Exactly reproduce each of the entries shown below.

PROVIDED DATA:

◆ ◆ ◆ ◆ ◆

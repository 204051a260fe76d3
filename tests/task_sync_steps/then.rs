//! Then steps for sprint synchronisation BDD scenarios.

use super::world::SyncWorld;
use rstest_bdd_macros::then;
use shipwright::sprint::domain::{IssueRecord, IssueState, SyncAction, TrackerId};
use std::collections::BTreeSet;

fn issue(world: &SyncWorld, number: u64) -> Result<IssueRecord, eyre::Report> {
    world
        .tracker
        .issue(&TrackerId::from(number))
        .ok_or_else(|| eyre::eyre!("issue #{number} does not exist"))
}

#[then(r#"issue #{number:u64} is "{state}""#)]
fn issue_is_in_state(world: &SyncWorld, number: u64, state: String) -> Result<(), eyre::Report> {
    let expected = match state.as_str() {
        "open" => IssueState::Open,
        "closed" => IssueState::Closed,
        other => return Err(eyre::eyre!("unknown issue state in scenario: {other}")),
    };
    let found = issue(world, number)?.state;
    eyre::ensure!(found == expected, "expected issue #{number} {expected}, found {found}");
    Ok(())
}

#[then(r#"issue #{number:u64} has labels "{labels}""#)]
fn issue_has_labels(world: &SyncWorld, number: u64, labels: String) -> Result<(), eyre::Report> {
    let expected: BTreeSet<String> = labels
        .split(',')
        .map(|label| label.trim().to_owned())
        .collect();
    let found = issue(world, number)?.labels;
    eyre::ensure!(found == expected, "expected labels {expected:?}, found {found:?}");
    Ok(())
}

#[then(r#"the task "{title}" is linked to issue #{number:u64}"#)]
fn task_is_linked(world: &SyncWorld, title: String, number: u64) -> Result<(), eyre::Report> {
    let report = world.last_report()?;
    let linked = report
        .model
        .tasks()
        .find(|(_, task)| task.title() == title)
        .and_then(|(_, task)| task.tracker_id().cloned());
    eyre::ensure!(
        linked == Some(TrackerId::from(number)),
        "expected '{title}' linked to #{number}, found {linked:?}"
    );
    Ok(())
}

#[then("the pass closed orphaned issue #{number:u64} without a comment")]
fn orphan_closed_quietly(world: &SyncWorld, number: u64) -> Result<(), eyre::Report> {
    let report = world.last_report()?;
    let expected_id = TrackerId::from(number);
    let matched = report.actions.iter().any(|action| {
        matches!(
            action,
            SyncAction::OrphanClosed {
                tracker_id,
                was_open: false,
                commented: false,
                ..
            } if *tracker_id == expected_id
        )
    });
    eyre::ensure!(matched, "unexpected actions {:?}", report.actions);
    eyre::ensure!(world.tracker.comments(&expected_id).is_empty());
    Ok(())
}

#[then("the pass reports no actions")]
fn pass_reports_nothing(world: &SyncWorld) -> Result<(), eyre::Report> {
    let report = world.last_report()?;
    eyre::ensure!(report.is_noop(), "unexpected actions {:?}", report.actions);
    Ok(())
}
//! Issue records as seen through the tracker port.

use super::TrackerId;
use serde::{Deserialize, Serialize};
use std::collections::BTreeSet;
use std::fmt;

/// Open or closed state of a tracker issue.
#[derive(Debug, Clone, Copy, PartialEq, Eq, Hash, Serialize, Deserialize)]
#[serde(rename_all = "snake_case")]
pub enum IssueState {
    /// The issue is open.
    Open,
    /// The issue is closed.
    Closed,
}

impl IssueState {
    /// Returns the canonical representation.
    #[must_use]
    pub const fn as_str(self) -> &'static str {
        match self {
            Self::Open => "open",
            Self::Closed => "closed",
        }
    }
}

impl fmt::Display for IssueState {
    fn fmt(&self, f: &mut fmt::Formatter<'_>) -> fmt::Result {
        f.write_str(self.as_str())
    }
}

/// Snapshot of an issue read from the tracker.
#[derive(Debug, Clone, PartialEq, Eq, Serialize, Deserialize)]
pub struct IssueRecord {
    /// Tracker identifier.
    pub tracker_id: TrackerId,
    /// Issue title.
    pub title: String,
    /// Open or closed.
    pub state: IssueState,
    /// Every label on the issue, sprint-owned or not.
    pub labels: BTreeSet<String>,
    /// Issue body.
    pub body: String,
}

/// Payload for creating an issue.
#[derive(Debug, Clone, PartialEq, Eq)]
pub struct NewIssue {
    /// Issue title.
    pub title: String,
    /// Rendered issue body.
    pub body: String,
    /// Labels applied at creation.
    pub labels: BTreeSet<String>,
}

◆ ◆ ◆ ◆ ◆

OUTPUT OF THE EXERCISE:
repository 204051a260fe76d3
filename tests/task_sync_steps/then.rs
//! Then steps for sprint synchronisation BDD scenarios.

use super::world::SyncWorld;
use rstest_bdd_macros::then;
use shipwright::sprint::domain::{IssueRecord, IssueState, SyncAction, TrackerId};
use std::collections::BTreeSet;

fn issue(world: &SyncWorld, number: u64) -> Result<IssueRecord, eyre::Report> {
    world
        .tracker
        .issue(&TrackerId::from(number))
        .ok_or_else(|| eyre::eyre!("issue #{number} does not exist"))
}

#[then(r#"issue #{number:u64} is "{state}""#)]
fn issue_is_in_state(world: &SyncWorld, number: u64, state: String) -> Result<(), eyre::Report> {
    let expected = match state.as_str() {
        "open" => IssueState::Open,
        "closed" => IssueState::Closed,
        other => return Err(eyre::eyre!("unknown issue state in scenario: {other}")),
    };
    let found = issue(world, number)?.state;
    eyre::ensure!(found == expected, "expected issue #{number} {expected}, found {found}");
    Ok(())
}

#[then(r#"issue #{number:u64} has labels "{labels}""#)]
fn issue_has_labels(world: &SyncWorld, number: u64, labels: String) -> Result<(), eyre::Report> {
    let expected: BTreeSet<String> = labels
        .split(',')
        .map(|label| label.trim().to_owned())
        .collect();
    let found = issue(world, number)?.labels;
    eyre::ensure!(found == expected, "expected labels {expected:?}, found {found:?}");
    Ok(())
}

#[then(r#"the task "{title}" is linked to issue #{number:u64}"#)]
fn task_is_linked(world: &SyncWorld, title: String, number: u64) -> Result<(), eyre::Report> {
    let report = world.last_report()?;
    let linked = report
        .model
        .tasks()
        .find(|(_, task)| task.title() == title)
        .and_then(|(_, task)| task.tracker_id().cloned());
    eyre::ensure!(
        linked == Some(TrackerId::from(number)),
        "expected '{title}' linked to #{number}, found {linked:?}"
    );
    Ok(())
}

#[then("the pass closed orphaned issue #{number:u64} without a comment")]
fn orphan_closed_quietly(world: &SyncWorld, number: u64) -> Result<(), eyre::Report> {
    let report = world.last_report()?;
    let expected_id = TrackerId::from(number);
    let matched = report.actions.iter().any(|action| {
        matches!(
            action,
            SyncAction::OrphanClosed {
                tracker_id,
                was_open: false,
                commented: false,
                ..
            } if *tracker_id == expected_id
        )
    });
    eyre::ensure!(matched, "unexpected actions {:?}", report.actions);
    eyre::ensure!(world.tracker.comments(&expected_id).is_empty());
    Ok(())
}

#[then("the pass reports no actions")]
fn pass_reports_nothing(world: &SyncWorld) -> Result<(), eyre::Report> {
    let report = world.last_report()?;
    eyre::ensure!(report.is_noop(), "unexpected actions {:?}", report.actions);
    Ok(())
}
//! Issue records as seen through the tracker port.

use super::TrackerId;
use serde::{Deserialize, Serialize};
use std::collections::BTreeSet;
use std::fmt;

/// Open or closed state of a tracker issue.
#[derive(Debug, Clone, Copy, PartialEq, Eq, Hash, Serialize, Deserialize)]
#[serde(rename_all = "snake_case")]
pub enum IssueState {
    /// The issue is open.
    Open,
    /// The issue is closed.
    Closed,
}

impl IssueState {
    /// Returns the canonical representation.
    #[must_use]
    pub const fn as_str(self) -> &'static str {
        match self {
            Self::Open => "open",
            Self::Closed => "closed",
        }
    }
}

impl fmt::Display for IssueState {
    fn fmt(&self, f: &mut fmt::Formatter<'_>) -> fmt::Result {
        f.write_str(self.as_str())
    }
}

/// Snapshot of an issue read from the tracker.
#[derive(Debug, Clone, PartialEq, Eq, Serialize, Deserialize)]
pub struct IssueRecord {
    /// Tracker identifier.
    pub tracker_id: TrackerId,
    /// Issue title.
    pub title: String,
    /// Open or closed.
    pub state: IssueState,
    /// Every label on the issue, sprint-owned or not.
    pub labels: BTreeSet<String>,
    /// Issue body.
    pub body: String,
}

/// Payload for creating an issue.
#[derive(Debug, Clone, PartialEq, Eq)]
pub struct NewIssue {
    /// Issue title.
    pub title: String,
    /// Rendered issue body.
    pub body: String,
    /// Labels applied at creation.
    pub labels: BTreeSet<String>,
}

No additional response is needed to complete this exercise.